In 1993, in the same time with the coupe version, Ferrari unveiled the 348 GTS - a model that replaced the 348 TS. Like its coupe brother, the 348 GTS remained into production for only one year.
This two-seater convertible offered the same specifications as the 348 GTB, with the choice of open or closed-top motoring and a layout that had by now become a Ferrari classic: as on the outgoing TS, the hard top was stowed away in the space behind the seats.
The GTS retained the stiff, stress-bearing chassis (featuring various section tubular front and rear sub-frames) of the coupe version while the styling, which remained unmistakably Ferrari, married elegance with excellent aerodynamics.

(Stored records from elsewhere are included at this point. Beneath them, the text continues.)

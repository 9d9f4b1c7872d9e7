//! Relative path computation.

use crate::error::Result;

use super::resolve::resolve;
use super::types::{CURRENT, SEPARATOR};

/// Compute the relative path from one path to another.
///
/// Both sides are resolved independently. The result is `.` when they are
/// equal, otherwise `./` followed by one `..` per component of `from` past
/// the common prefix and then the rest of `to`.
///
/// # Errors
///
/// Returns [`Error::OutOfBounds`](crate::Error::OutOfBounds) if either side
/// fails to resolve, and [`Error::NoCommonRoot`](crate::Error::NoCommonRoot)
/// if the paths share no prefix while `from` is not the root.
///
/// # Examples
///
/// ```
/// use segpath::path::relative;
///
/// assert_eq!(relative(["a/b"], ["a/c"]).unwrap(), "./../c");
/// assert_eq!(relative(["a/b"], ["a/b"]).unwrap(), ".");
/// assert_eq!(relative(["."], ["x/y"]).unwrap(), "./x/y");
/// assert!(relative(["a/b"], ["x/y"]).is_err());
/// ```
pub fn relative<F, T, S, U>(from: F, to: T) -> Result<String>
where
    F: IntoIterator<Item = S>,
    T: IntoIterator<Item = U>,
    S: AsRef<str>,
    U: AsRef<str>,
{
    let from = resolve(from)?;
    let to = resolve(to)?;
    let tokens = from.relative_to(&to)?;

    if tokens.is_empty() {
        return Ok(CURRENT.to_string());
    }

    let mut result = String::from(CURRENT);
    for token in tokens {
        result.push(SEPARATOR);
        result.push_str(token);
    }
    Ok(result)
}
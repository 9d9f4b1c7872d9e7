//! Main entry point for the segpath CLI.
//!
//! This is the command-line interface for the segpath path algebra.
//! It provides commands for working with slash-separated paths:
//! - `resolve`: Normalize segments into a canonical path
//! - `relative`: Compute the relative path between two paths
//! - `relation`: Describe how two paths relate
//! - `dirname`, `basename`, `extname`: Slice a path string

mod cli;
mod commands;
mod error;
mod utils;

use clap::Parser;
use cli::Cli;
use utils::GlobalOptions;

fn main() {
    // Parse CLI arguments
    let cli = Cli::parse();

    // Initialize logging based on verbosity and route library records through it
    let logger = segpath::init_logger(cli.verbose, cli.quiet);
    logger.install();

    // Convert CLI args to GlobalOptions
    let global = GlobalOptions {
        quiet: cli.quiet,
        config: cli.config,
        base: cli.base,
        format: cli.format.map(Into::into),
    };

    // Execute the command
    let result = match cli.command {
        cli::Command::Resolve(cmd) => cmd.execute(&global),
        cli::Command::Relative(cmd) => cmd.execute(&global),
        cli::Command::Relation(cmd) => cmd.execute(&global),
        cli::Command::Dirname(cmd) => cmd.execute(&global),
        cli::Command::Basename(cmd) => cmd.execute(&global),
        cli::Command::Extname(cmd) => cmd.execute(&global),
        cli::Command::Completions(cmd) => cmd.execute(&global),
    };

    // Handle errors and set exit code
    match result {
        Ok(()) => std::process::exit(0),
        Err(e) => {
            logger.error(&e.to_string());
            std::process::exit(e.exit_code());
        }
    }
}
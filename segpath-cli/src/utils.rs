//! Utility functions for CLI operations.
//!
//! This module provides common utility functions used across CLI commands,
//! including configuration loading, base scoping, and output formatting.

use crate::error::CliError;
use segpath::output::Report;
use segpath::path::{Path, Relationship};
use segpath::{Config, ConfigBuilder, OutputFormat};
use std::path::PathBuf;

/// Global CLI options shared across all commands.
#[derive(Debug, Clone, Default)]
pub struct GlobalOptions {
    /// Suppress non-essential output.
    pub quiet: bool,

    /// Load exactly this configuration file.
    pub config: Option<PathBuf>,

    /// Resolve every path within this base.
    pub base: Option<String>,

    /// Output format override.
    pub format: Option<OutputFormat>,
}

/// Load hierarchical configuration.
///
/// Configuration is merged from multiple sources with precedence:
/// 1. Global options (highest priority)
/// 2. Environment variables
/// 3. Configuration files
/// 4. Built-in defaults (lowest priority)
pub fn load_configuration(global: &GlobalOptions) -> Result<Config, CliError> {
    let mut builder = ConfigBuilder::new();

    if let Some(ref file) = global.config {
        if !file.exists() {
            return Err(CliError::Config(format!(
                "file not found: {}",
                file.display()
            )));
        }
        builder = builder.with_file(file);
    }

    let overrides = Config {
        base: global.base.clone(),
        confine_to_base: None,
        output_format: global.format,
    };

    let config = builder
        .with_config(overrides)
        .build()
        .map_err(config_failure)?;

    log::debug!("effective configuration: {config:?}");
    Ok(config)
}

/// Map a configuration build failure, keeping I/O failures distinct.
fn config_failure(err: segpath::Error) -> CliError {
    match err {
        segpath::Error::Io(io) => CliError::Io(io),
        other => CliError::Config(other.to_string()),
    }
}

/// The scope every command-line path is resolved within.
///
/// Without a configured base this is the root, so scoped operations behave
/// exactly like the free functions.
pub fn scope(config: &Config) -> Result<Path, CliError> {
    match config.base {
        Some(ref base) => Path::new([base]).map_err(|e| CliError::Config(e.to_string())),
        None => Ok(Path::root()),
    }
}

/// Reject `resolved` if the configuration confines results to the base and
/// it lies outside it.
pub fn ensure_within(config: &Config, scope: &Path, resolved: &str) -> Result<(), CliError> {
    if !config.confined() {
        return Ok(());
    }

    let candidate = Path::new([resolved])?;
    if Relationship::is_within(&candidate.resolved(), &scope.resolved()) {
        return Ok(());
    }

    Err(CliError::SemanticFailure(format!(
        "'{candidate}' is outside the base '{scope}'"
    )))
}

/// Format a report with the configured output format.
pub fn format_report(config: &Config, report: &Report) -> Result<String, CliError> {
    let formatter = config.format().create_formatter();
    formatter.format(report).map_err(CliError::from)
}

/// Print a report to stdout. An empty rendering prints nothing.
pub fn emit(config: &Config, report: &Report) -> Result<(), CliError> {
    let output = format_report(config, report)?;
    if !output.is_empty() {
        println!("{output}");
    }
    Ok(())
}

#[cfg(test)]
mod tests {
    use super::*;

    fn confined_to(base: &str) -> Config {
        Config {
            base: Some(base.to_string()),
            confine_to_base: Some(true),
            output_format: None,
        }
    }

    #[test]
    fn test_config_failure_keeps_io_distinct() {
        let io = segpath::Error::Io(std::io::Error::new(
            std::io::ErrorKind::NotFound,
            "working directory removed",
        ));
        let err = config_failure(io);
        assert!(matches!(err, CliError::Io(_)));
        assert_eq!(err.exit_code(), 5);

        let invalid = segpath::Error::Validation {
            field: "base".to_string(),
            message: "contains a null byte".to_string(),
        };
        let err = config_failure(invalid);
        assert!(matches!(err, CliError::Config(_)));
        assert_eq!(err.exit_code(), 7);
    }

    #[test]
    fn test_scope_defaults_to_root() {
        assert!(scope(&Config::default()).unwrap().is_root());
    }

    #[test]
    fn test_scope_uses_base() {
        let config = Config {
            base: Some("a/./b".to_string()),
            ..Default::default()
        };
        assert_eq!(scope(&config).unwrap().as_str(), "a/b");
    }

    #[test]
    fn test_ensure_within_unconfined_accepts_anything() {
        let config = Config {
            base: Some("a".to_string()),
            ..Default::default()
        };
        let base = scope(&config).unwrap();
        assert!(ensure_within(&config, &base, "x/y").is_ok());
    }

    #[test]
    fn test_ensure_within_confined() {
        let config = confined_to("a/b");
        let base = scope(&config).unwrap();

        assert!(ensure_within(&config, &base, "a/b").is_ok());
        assert!(ensure_within(&config, &base, "a/b/c").is_ok());

        let err = ensure_within(&config, &base, "a").unwrap_err();
        assert_eq!(err.exit_code(), 1);
        assert!(ensure_within(&config, &base, "a/bc").is_err());
    }

    #[test]
    fn test_format_report_uses_config_format() {
        let report = Report::new(["a"], Some("a".to_string()));
        let json = Config {
            output_format: Some(OutputFormat::Json),
            ..Default::default()
        };

        assert_eq!(format_report(&Config::default(), &report).unwrap(), "a");
        assert!(format_report(&json, &report).unwrap().contains("\"result\":\"a\""));
    }
}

The 348 GTS was distinguished by were body color-coded sills and chromed Cavallino Rampante’s mounted between the rear light clusters ( this decorative item having always been finished in matte black on first series cars). It also had a rear track that was now one inch wider due to addition of spacers and suspension geometry that was updated to greatly enhance its super-car-level handling, body control and ride.
Under the hood there was a 3,4 liter V8 engine, with a bore and stroke of 85mm x 75mm, with spark plugs between the camshafts, fitted with a Bosch Motronic M2.7 combined fuel injection and ignition system.

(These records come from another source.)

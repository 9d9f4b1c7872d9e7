//! Relative command implementation.
//!
//! This module implements the `relative` command, which prints the path
//! that leads from one location to another.

use crate::error::CliError;
use crate::utils::{emit, ensure_within, load_configuration, scope, GlobalOptions};
use clap::Args;
use segpath::output::Report;

/// Compute the relative path between two paths.
#[derive(Args)]
pub struct RelativeCommand {
    /// Starting path
    #[arg(value_name = "FROM")]
    pub from: String,

    /// Target path
    #[arg(value_name = "TO")]
    pub to: String,
}

impl RelativeCommand {
    /// Execute the relative command.
    pub fn execute(self, global: &GlobalOptions) -> Result<(), CliError> {
        // 1. Load configuration
        let config = load_configuration(global)?;
        let base = scope(&config)?;

        // 2. Both ends must stay within the base when confined
        ensure_within(&config, &base, &base.path([&self.from])?)?;
        ensure_within(&config, &base, &base.path([&self.to])?)?;

        // 3. Compute within the base
        let relative = base.relative_within([&self.from], [&self.to])?;

        // 4. Output
        emit(&config, &Report::new([self.from, self.to], Some(relative)))
    }
}
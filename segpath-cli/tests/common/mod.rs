//! Common test utilities for CLI integration tests.
//!
//! This module provides shared helpers for CLI testing, including:
//! - Test environment setup with temporary directories
//! - Command builders isolated from the caller's home directory and
//!   SEGPATH_* variables

use assert_cmd::Command;
use std::path::{Path, PathBuf};
use tempfile::TempDir;

/// Environment variables the binary reads.
const SEGPATH_VARS: [&str; 5] = [
    "SEGPATH_BASE",
    "SEGPATH_CONFIG",
    "SEGPATH_CONFINE_TO_BASE",
    "SEGPATH_OUTPUT_FORMAT",
    "SEGPATH_LOG_MODE",
];

/// Test environment with an isolated home and working directory.
pub struct TestEnv {
    /// Temporary directory (kept alive for the duration of the test)
    #[allow(dead_code)]
    temp_dir: TempDir,
    /// Working directory the binary runs in
    pub work_dir: PathBuf,
    /// Directory used as HOME
    pub home_dir: PathBuf,
}

#[allow(dead_code)]
impl TestEnv {
    /// Create a new test environment.
    pub fn new() -> Self {
        let temp_dir = tempfile::tempdir().expect("Failed to create temp dir");
        let work_dir = temp_dir.path().join("work");
        let home_dir = temp_dir.path().join("home");
        std::fs::create_dir_all(&work_dir).expect("Failed to create work dir");
        std::fs::create_dir_all(&home_dir).expect("Failed to create home dir");

        Self {
            temp_dir,
            work_dir,
            home_dir,
        }
    }

    /// Get a command builder running in the work directory with a clean
    /// environment.
    pub fn command(&self) -> Command {
        let mut cmd = Command::cargo_bin("segpath").expect("Failed to find segpath binary");
        cmd.current_dir(&self.work_dir).env("HOME", &self.home_dir);
        for var in SEGPATH_VARS {
            cmd.env_remove(var);
        }
        cmd
    }

    /// Write a `segpath.yaml` in the work directory.
    pub fn write_project_config(&self, content: &str) -> PathBuf {
        self.write_file(&self.work_dir, "segpath.yaml", content)
    }

    /// Write `~/.segpath/config.yaml` under the isolated home.
    pub fn write_user_config(&self, content: &str) -> PathBuf {
        let dir = self.home_dir.join(".segpath");
        std::fs::create_dir_all(&dir).expect("Failed to create user config dir");
        self.write_file(&dir, "config.yaml", content)
    }

    /// Create a subdirectory of the work directory.
    pub fn create_dir(&self, name: &str) -> PathBuf {
        let path = self.work_dir.join(name);
        std::fs::create_dir_all(&path).expect("Failed to create test directory");
        path
    }

    /// Write an arbitrary file.
    pub fn write_file(&self, dir: &Path, name: &str, content: &str) -> PathBuf {
        let path = dir.join(name);
        std::fs::write(&path, content).expect("Failed to write test file");
        path
    }

    /// Run a command and return its stdout without the trailing newline,
    /// asserting success.
    pub fn stdout_of(&self, args: &[&str]) -> String {
        let output = self
            .command()
            .args(args)
            .output()
            .expect("Failed to run segpath");

        assert!(
            output.status.success(),
            "segpath {:?} failed: {}",
            args,
            String::from_utf8_lossy(&output.stderr)
        );

        String::from_utf8(output.stdout)
            .expect("Invalid UTF-8 in output")
            .trim_end()
            .to_string()
    }

    /// Run a command with `--format json` and parse its stdout.
    pub fn json_of(&self, args: &[&str]) -> serde_json::Value {
        let mut all = vec!["--format", "json"];
        all.extend_from_slice(args);
        serde_json::from_str(&self.stdout_of(&all)).expect("Output is not valid JSON")
    }
}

Power was transmitted from the flywheel to the rear wheels through the clutch, gears, final drive and constant velocity joints. The new transmission was mounted across the rear of the engine in the style of pre-turbo Formula 1 racing Ferraris. The clutch sat at the rear of the drivetrain. The new configuration sited the entire drivetrain four inches lower in the chassis than had the previous model.
The engine delivered a total of 320 hp at 7200 rpm and a peak torque of 324 Nm at 5000 rpm. The 348 GTB sprinted from 0 to 60 mph in 5,4 seconds and could hit a top speed of 173 mph.